Look for the word "sqrt". Copy every line of the listing where it occurs.

##########

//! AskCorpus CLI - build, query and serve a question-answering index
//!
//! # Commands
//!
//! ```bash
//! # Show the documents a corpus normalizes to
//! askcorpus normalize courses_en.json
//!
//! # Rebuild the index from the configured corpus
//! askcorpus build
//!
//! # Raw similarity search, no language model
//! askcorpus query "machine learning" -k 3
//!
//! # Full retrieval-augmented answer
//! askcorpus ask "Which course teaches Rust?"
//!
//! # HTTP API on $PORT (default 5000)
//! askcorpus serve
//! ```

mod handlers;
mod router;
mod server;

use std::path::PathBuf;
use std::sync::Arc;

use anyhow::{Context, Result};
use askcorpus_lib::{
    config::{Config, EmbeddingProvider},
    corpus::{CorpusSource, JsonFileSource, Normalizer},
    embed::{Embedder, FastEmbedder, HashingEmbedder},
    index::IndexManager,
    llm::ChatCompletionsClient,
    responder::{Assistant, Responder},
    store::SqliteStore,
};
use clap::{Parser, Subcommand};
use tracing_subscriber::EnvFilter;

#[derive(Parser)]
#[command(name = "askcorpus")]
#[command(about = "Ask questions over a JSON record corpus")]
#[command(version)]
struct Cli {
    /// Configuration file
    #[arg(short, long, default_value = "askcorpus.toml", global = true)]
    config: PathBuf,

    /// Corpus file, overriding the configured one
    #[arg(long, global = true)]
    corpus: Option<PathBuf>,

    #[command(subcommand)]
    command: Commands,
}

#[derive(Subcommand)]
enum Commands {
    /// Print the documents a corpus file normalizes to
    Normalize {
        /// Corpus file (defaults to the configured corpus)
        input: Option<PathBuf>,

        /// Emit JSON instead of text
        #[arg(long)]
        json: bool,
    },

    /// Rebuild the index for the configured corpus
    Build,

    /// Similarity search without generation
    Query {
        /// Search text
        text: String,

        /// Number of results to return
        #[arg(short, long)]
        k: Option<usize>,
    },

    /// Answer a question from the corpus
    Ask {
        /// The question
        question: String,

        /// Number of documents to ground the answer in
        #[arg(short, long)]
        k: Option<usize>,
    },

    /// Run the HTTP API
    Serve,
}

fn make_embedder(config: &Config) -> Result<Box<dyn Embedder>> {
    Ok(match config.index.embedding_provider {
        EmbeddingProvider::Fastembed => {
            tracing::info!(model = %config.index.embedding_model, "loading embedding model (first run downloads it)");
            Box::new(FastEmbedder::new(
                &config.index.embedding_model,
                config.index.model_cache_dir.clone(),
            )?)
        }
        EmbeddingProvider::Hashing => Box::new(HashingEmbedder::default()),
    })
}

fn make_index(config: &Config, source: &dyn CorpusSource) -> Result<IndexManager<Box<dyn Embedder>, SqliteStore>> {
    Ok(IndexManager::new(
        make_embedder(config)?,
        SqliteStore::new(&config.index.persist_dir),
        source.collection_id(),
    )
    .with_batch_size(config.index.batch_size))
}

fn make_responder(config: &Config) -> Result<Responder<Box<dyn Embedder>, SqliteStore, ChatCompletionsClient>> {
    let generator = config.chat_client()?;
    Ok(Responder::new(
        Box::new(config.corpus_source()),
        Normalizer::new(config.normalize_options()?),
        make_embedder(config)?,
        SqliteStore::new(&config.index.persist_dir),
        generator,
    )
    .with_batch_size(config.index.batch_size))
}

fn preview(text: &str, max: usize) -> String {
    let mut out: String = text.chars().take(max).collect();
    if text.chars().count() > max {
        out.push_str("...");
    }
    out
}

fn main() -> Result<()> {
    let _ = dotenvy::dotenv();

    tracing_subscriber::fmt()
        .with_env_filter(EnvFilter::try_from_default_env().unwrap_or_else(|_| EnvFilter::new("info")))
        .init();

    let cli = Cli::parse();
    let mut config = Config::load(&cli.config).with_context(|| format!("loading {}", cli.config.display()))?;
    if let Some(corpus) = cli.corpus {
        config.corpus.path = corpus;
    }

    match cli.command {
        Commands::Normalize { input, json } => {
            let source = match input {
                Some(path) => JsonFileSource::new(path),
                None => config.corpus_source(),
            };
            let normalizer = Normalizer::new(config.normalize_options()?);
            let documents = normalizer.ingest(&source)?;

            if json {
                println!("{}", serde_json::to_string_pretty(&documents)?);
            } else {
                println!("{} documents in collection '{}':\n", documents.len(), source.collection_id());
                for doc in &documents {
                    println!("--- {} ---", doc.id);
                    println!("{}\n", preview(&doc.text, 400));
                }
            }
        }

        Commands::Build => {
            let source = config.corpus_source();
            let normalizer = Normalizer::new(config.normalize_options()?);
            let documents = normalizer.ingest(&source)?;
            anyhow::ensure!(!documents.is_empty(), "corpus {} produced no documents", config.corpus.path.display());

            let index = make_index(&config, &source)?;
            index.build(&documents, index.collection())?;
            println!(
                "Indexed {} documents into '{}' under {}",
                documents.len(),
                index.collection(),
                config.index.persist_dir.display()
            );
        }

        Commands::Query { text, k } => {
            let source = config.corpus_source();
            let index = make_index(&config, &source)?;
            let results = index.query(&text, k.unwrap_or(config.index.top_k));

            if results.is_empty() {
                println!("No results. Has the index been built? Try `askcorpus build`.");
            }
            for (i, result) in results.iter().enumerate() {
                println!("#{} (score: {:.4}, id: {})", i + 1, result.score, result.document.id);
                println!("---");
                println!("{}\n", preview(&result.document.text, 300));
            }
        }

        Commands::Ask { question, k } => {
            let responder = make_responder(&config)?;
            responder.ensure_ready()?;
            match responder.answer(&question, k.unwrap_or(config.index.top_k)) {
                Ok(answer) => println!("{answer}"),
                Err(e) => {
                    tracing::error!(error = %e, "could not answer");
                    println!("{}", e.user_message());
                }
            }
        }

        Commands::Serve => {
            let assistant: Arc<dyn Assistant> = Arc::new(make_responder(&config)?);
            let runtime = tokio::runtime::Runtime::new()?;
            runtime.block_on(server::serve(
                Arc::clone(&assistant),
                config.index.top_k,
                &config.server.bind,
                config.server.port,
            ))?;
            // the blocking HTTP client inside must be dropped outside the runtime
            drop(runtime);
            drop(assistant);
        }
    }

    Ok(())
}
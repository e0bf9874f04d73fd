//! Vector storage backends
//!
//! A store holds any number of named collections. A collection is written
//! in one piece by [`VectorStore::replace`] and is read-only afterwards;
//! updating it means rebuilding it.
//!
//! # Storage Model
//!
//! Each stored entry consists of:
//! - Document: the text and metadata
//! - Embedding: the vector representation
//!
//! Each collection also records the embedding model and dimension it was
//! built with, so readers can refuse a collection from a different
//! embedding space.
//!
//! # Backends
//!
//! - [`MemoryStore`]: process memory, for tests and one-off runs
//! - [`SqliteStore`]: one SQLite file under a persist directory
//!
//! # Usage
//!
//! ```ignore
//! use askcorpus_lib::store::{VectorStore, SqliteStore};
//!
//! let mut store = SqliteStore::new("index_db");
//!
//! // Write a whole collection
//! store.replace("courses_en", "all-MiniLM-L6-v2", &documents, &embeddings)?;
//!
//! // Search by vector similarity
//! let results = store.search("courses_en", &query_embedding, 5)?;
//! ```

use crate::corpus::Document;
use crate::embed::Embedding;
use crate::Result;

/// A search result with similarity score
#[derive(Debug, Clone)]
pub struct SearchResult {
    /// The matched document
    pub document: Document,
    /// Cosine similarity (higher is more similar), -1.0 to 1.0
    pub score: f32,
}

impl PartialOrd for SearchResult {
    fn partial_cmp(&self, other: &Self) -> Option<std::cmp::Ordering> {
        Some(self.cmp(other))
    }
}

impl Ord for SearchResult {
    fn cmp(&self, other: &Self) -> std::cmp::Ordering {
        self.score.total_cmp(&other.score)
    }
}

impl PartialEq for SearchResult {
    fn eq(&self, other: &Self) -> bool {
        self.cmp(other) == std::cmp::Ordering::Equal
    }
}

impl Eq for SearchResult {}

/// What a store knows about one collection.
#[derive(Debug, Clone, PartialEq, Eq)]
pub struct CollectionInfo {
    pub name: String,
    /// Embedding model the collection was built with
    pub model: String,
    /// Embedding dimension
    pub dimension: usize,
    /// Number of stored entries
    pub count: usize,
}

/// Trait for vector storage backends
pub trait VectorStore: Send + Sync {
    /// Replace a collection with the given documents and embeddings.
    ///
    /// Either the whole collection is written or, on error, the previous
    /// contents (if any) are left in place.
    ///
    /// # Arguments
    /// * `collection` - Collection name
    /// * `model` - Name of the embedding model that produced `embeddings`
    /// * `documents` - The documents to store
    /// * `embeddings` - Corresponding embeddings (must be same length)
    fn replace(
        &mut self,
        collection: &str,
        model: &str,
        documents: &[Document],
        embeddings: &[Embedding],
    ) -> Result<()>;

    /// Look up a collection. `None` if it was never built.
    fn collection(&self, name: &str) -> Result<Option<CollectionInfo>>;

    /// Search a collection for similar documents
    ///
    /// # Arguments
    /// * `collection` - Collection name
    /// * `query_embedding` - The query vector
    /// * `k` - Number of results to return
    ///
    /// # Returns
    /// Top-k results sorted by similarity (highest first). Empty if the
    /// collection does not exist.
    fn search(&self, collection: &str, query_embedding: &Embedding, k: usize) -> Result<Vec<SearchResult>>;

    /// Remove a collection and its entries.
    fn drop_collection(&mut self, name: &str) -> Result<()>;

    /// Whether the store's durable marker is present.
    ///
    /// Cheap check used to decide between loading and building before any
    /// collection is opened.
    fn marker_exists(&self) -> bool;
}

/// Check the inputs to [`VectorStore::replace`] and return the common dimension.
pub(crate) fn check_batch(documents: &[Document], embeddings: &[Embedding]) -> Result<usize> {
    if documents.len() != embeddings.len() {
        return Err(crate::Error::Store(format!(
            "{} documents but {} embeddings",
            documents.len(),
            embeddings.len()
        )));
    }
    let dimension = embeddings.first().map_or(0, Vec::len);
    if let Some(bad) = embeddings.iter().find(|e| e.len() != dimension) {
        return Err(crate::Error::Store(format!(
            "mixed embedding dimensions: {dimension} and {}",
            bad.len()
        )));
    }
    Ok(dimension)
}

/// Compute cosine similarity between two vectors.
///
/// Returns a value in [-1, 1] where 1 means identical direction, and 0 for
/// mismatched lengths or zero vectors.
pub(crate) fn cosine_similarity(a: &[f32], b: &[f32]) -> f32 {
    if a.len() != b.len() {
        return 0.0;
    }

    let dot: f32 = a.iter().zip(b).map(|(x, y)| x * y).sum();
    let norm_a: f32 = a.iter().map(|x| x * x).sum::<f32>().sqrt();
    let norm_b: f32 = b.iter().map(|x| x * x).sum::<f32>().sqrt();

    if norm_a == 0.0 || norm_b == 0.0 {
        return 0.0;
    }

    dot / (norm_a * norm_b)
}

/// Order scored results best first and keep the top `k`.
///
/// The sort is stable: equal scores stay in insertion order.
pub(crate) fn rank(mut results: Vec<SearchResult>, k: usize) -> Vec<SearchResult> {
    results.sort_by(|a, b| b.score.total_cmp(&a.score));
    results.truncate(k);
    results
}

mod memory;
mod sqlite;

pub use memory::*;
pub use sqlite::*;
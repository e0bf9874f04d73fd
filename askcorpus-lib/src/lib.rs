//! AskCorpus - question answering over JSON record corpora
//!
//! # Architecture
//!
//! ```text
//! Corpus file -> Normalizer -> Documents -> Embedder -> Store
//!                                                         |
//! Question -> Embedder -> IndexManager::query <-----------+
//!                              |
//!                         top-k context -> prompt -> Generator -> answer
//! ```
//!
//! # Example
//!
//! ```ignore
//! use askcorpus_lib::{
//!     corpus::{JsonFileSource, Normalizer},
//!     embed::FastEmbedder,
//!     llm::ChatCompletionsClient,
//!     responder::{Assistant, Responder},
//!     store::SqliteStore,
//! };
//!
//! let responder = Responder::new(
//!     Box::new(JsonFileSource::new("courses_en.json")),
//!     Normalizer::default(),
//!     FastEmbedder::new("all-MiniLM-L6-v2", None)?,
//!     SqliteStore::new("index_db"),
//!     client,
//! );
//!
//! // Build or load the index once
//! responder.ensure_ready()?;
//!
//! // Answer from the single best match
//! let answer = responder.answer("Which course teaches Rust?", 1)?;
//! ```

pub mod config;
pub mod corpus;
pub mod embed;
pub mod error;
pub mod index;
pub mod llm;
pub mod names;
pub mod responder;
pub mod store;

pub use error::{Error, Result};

##########

> Response:
    let norm_a: f32 = a.iter().map(|x| x * x).sum::<f32>().sqrt();
    let norm_b: f32 = b.iter().map(|x| x * x).sum::<f32>().sqrt();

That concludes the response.